- _PROMPT_: Transcribe everything in the records, dropping and changing nothing.
★ ★ ★ ★
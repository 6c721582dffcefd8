//! Runs labelled SQL queries against the analytics database

use async_trait::async_trait;
use diesel::prelude::*;
use diesel::sql_types::Json;
use diesel::PgConnection;
use shared::{QueryOutcome, QueryResults};
use tracing::{debug, error, warn};

use crate::db::DbPool;
use crate::extract::QueryMap;

/// Upper bound for a single generated statement
const STATEMENT_TIMEOUT: &str = "30s";

/// A connection that can run one statement and hand back its rows as JSON objects
pub trait SqlRows {
    fn query_rows(&mut self, sql: &str) -> Result<Vec<serde_json::Value>, String>;
}

#[derive(QueryableByName)]
struct JsonRows {
    #[diesel(sql_type = Json)]
    rows: serde_json::Value,
}

impl SqlRows for PgConnection {
    fn query_rows(&mut self, sql: &str) -> Result<Vec<serde_json::Value>, String> {
        let wrapped = wrap_statement(sql);

        self.build_transaction()
            .read_only()
            .run(|conn| {
                diesel::sql_query(format!("SET LOCAL statement_timeout = '{}'", STATEMENT_TIMEOUT))
                    .execute(conn)?;
                diesel::sql_query(wrapped).get_result::<JsonRows>(conn)
            })
            .map(|result| match result.rows {
                serde_json::Value::Array(rows) => rows,
                other => vec![other],
            })
            .map_err(|e: diesel::result::Error| e.to_string())
    }
}

/// Wrap a statement so its rows come back as one JSON array.
///
/// The statement sits on its own lines so a trailing `--` comment cannot
/// swallow the closing parenthesis.
pub fn wrap_statement(sql: &str) -> String {
    format!(
        "SELECT COALESCE(json_agg(q), '[]'::json) AS rows FROM (\n{}\n) AS q",
        strip_terminator(sql).trim()
    )
}

/// Drop the trailing `;` terminators, looking past comments and leaving
/// semicolons inside string literals alone
fn strip_terminator(sql: &str) -> String {
    let chars: Vec<(usize, char)> = sql.char_indices().collect();
    let mut trailing: Vec<usize> = Vec::new();
    let mut i = 0;

    while i < chars.len() {
        let c = chars[i].1;
        let next = chars.get(i + 1).map(|&(_, n)| n);
        match c {
            '-' if next == Some('-') => {
                while i < chars.len() && chars[i].1 != '\n' {
                    i += 1;
                }
                continue;
            }
            '/' if next == Some('*') => {
                i += 2;
                while i + 1 < chars.len() && !(chars[i].1 == '*' && chars[i + 1].1 == '/') {
                    i += 1;
                }
                i += 2;
                continue;
            }
            '\'' | '"' => {
                i += 1;
                while i < chars.len() && chars[i].1 != c {
                    i += 1;
                }
                trailing.clear();
            }
            ';' => trailing.push(chars[i].0),
            c if c.is_whitespace() => {}
            _ => trailing.clear(),
        }
        i += 1;
    }

    sql.char_indices()
        .filter(|(pos, _)| !trailing.contains(pos))
        .map(|(_, c)| c)
        .collect()
}

/// Run every query in map order on one connection.
///
/// A failing statement is logged and recorded as [`QueryOutcome::Failed`];
/// the remaining statements still run.
pub fn execute_on<C>(conn: &mut C, queries: &QueryMap) -> QueryResults
where
    C: SqlRows + ?Sized,
{
    let mut results = QueryResults::with_capacity(queries.len());

    for (label, sql) in queries {
        let outcome = match conn.query_rows(sql) {
            Ok(rows) => {
                debug!("Query {:?} returned {} rows", label, rows.len());
                QueryOutcome::Success { rows }
            }
            Err(reason) => {
                warn!("Error in {:?}: {}", label, reason);
                QueryOutcome::Failed { reason }
            }
        };
        results.insert(label.clone(), outcome);
    }

    results
}

fn fail_all<'a>(labels: impl IntoIterator<Item = &'a String>, reason: &str) -> QueryResults {
    labels
        .into_iter()
        .map(|label| {
            (
                label.clone(),
                QueryOutcome::Failed {
                    reason: reason.to_string(),
                },
            )
        })
        .collect()
}

#[async_trait]
pub trait QueryExecutor: Send + Sync {
    async fn execute(&self, queries: QueryMap) -> QueryResults;
}

/// Executor backed by the analytics connection pool
pub struct AnalyticsDb {
    pool: DbPool,
}

impl AnalyticsDb {
    pub fn new(pool: DbPool) -> Self {
        Self { pool }
    }
}

#[async_trait]
impl QueryExecutor for AnalyticsDb {
    async fn execute(&self, queries: QueryMap) -> QueryResults {
        let pool = self.pool.clone();
        let labels: Vec<String> = queries.keys().cloned().collect();

        let joined = tokio::task::spawn_blocking(move || match pool.get() {
            Ok(mut conn) => execute_on(&mut *conn, &queries),
            Err(e) => {
                error!("Analytics database unavailable: {}", e);
                fail_all(queries.keys(), &format!("analytics database unavailable: {}", e))
            }
        })
        .await;

        match joined {
            Ok(results) => results,
            Err(e) => {
                error!("Query execution task failed: {}", e);
                fail_all(&labels, "query execution aborted")
            }
        }
    }
}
★ ★ ★ ★
- _RESPONSE TO THIS TASK_:
repository 6c721582dffcefd8
//! Runs labelled SQL queries against the analytics database

use async_trait::async_trait;
use diesel::prelude::*;
use diesel::sql_types::Json;
use diesel::PgConnection;
use shared::{QueryOutcome, QueryResults};
use tracing::{debug, error, warn};

use crate::db::DbPool;
use crate::extract::QueryMap;

/// Upper bound for a single generated statement
const STATEMENT_TIMEOUT: &str = "30s";

/// A connection that can run one statement and hand back its rows as JSON objects
pub trait SqlRows {
    fn query_rows(&mut self, sql: &str) -> Result<Vec<serde_json::Value>, String>;
}

#[derive(QueryableByName)]
struct JsonRows {
    #[diesel(sql_type = Json)]
    rows: serde_json::Value,
}

impl SqlRows for PgConnection {
    fn query_rows(&mut self, sql: &str) -> Result<Vec<serde_json::Value>, String> {
        let wrapped = wrap_statement(sql);

        self.build_transaction()
            .read_only()
            .run(|conn| {
                diesel::sql_query(format!("SET LOCAL statement_timeout = '{}'", STATEMENT_TIMEOUT))
                    .execute(conn)?;
                diesel::sql_query(wrapped).get_result::<JsonRows>(conn)
            })
            .map(|result| match result.rows {
                serde_json::Value::Array(rows) => rows,
                other => vec![other],
            })
            .map_err(|e: diesel::result::Error| e.to_string())
    }
}

/// Wrap a statement so its rows come back as one JSON array.
///
/// The statement sits on its own lines so a trailing `--` comment cannot
/// swallow the closing parenthesis.
pub fn wrap_statement(sql: &str) -> String {
    format!(
        "SELECT COALESCE(json_agg(q), '[]'::json) AS rows FROM (\n{}\n) AS q",
        strip_terminator(sql).trim()
    )
}

/// Drop the trailing `;` terminators, looking past comments and leaving
/// semicolons inside string literals alone
fn strip_terminator(sql: &str) -> String {
    let chars: Vec<(usize, char)> = sql.char_indices().collect();
    let mut trailing: Vec<usize> = Vec::new();
    let mut i = 0;

    while i < chars.len() {
        let c = chars[i].1;
        let next = chars.get(i + 1).map(|&(_, n)| n);
        match c {
            '-' if next == Some('-') => {
                while i < chars.len() && chars[i].1 != '\n' {
                    i += 1;
                }
                continue;
            }
            '/' if next == Some('*') => {
                i += 2;
                while i + 1 < chars.len() && !(chars[i].1 == '*' && chars[i + 1].1 == '/') {
                    i += 1;
                }
                i += 2;
                continue;
            }
            '\'' | '"' => {
                i += 1;
                while i < chars.len() && chars[i].1 != c {
                    i += 1;
                }
                trailing.clear();
            }
            ';' => trailing.push(chars[i].0),
            c if c.is_whitespace() => {}
            _ => trailing.clear(),
        }
        i += 1;
    }

    sql.char_indices()
        .filter(|(pos, _)| !trailing.contains(pos))
        .map(|(_, c)| c)
        .collect()
}

/// Run every query in map order on one connection.
///
/// A failing statement is logged and recorded as [`QueryOutcome::Failed`];
/// the remaining statements still run.
pub fn execute_on<C>(conn: &mut C, queries: &QueryMap) -> QueryResults
where
    C: SqlRows + ?Sized,
{
    let mut results = QueryResults::with_capacity(queries.len());

    for (label, sql) in queries {
        let outcome = match conn.query_rows(sql) {
            Ok(rows) => {
                debug!("Query {:?} returned {} rows", label, rows.len());
                QueryOutcome::Success { rows }
            }
            Err(reason) => {
                warn!("Error in {:?}: {}", label, reason);
                QueryOutcome::Failed { reason }
            }
        };
        results.insert(label.clone(), outcome);
    }

    results
}

fn fail_all<'a>(labels: impl IntoIterator<Item = &'a String>, reason: &str) -> QueryResults {
    labels
        .into_iter()
        .map(|label| {
            (
                label.clone(),
                QueryOutcome::Failed {
                    reason: reason.to_string(),
                },
            )
        })
        .collect()
}

#[async_trait]
pub trait QueryExecutor: Send + Sync {
    async fn execute(&self, queries: QueryMap) -> QueryResults;
}

/// Executor backed by the analytics connection pool
pub struct AnalyticsDb {
    pool: DbPool,
}

impl AnalyticsDb {
    pub fn new(pool: DbPool) -> Self {
        Self { pool }
    }
}

#[async_trait]
impl QueryExecutor for AnalyticsDb {
    async fn execute(&self, queries: QueryMap) -> QueryResults {
        let pool = self.pool.clone();
        let labels: Vec<String> = queries.keys().cloned().collect();

        let joined = tokio::task::spawn_blocking(move || match pool.get() {
            Ok(mut conn) => execute_on(&mut *conn, &queries),
            Err(e) => {
                error!("Analytics database unavailable: {}", e);
                fail_all(queries.keys(), &format!("analytics database unavailable: {}", e))
            }
        })
        .await;

        match joined {
            Ok(results) => results,
            Err(e) => {
                error!("Query execution task failed: {}", e);
                fail_all(&labels, "query execution aborted")
            }
        }
    }
}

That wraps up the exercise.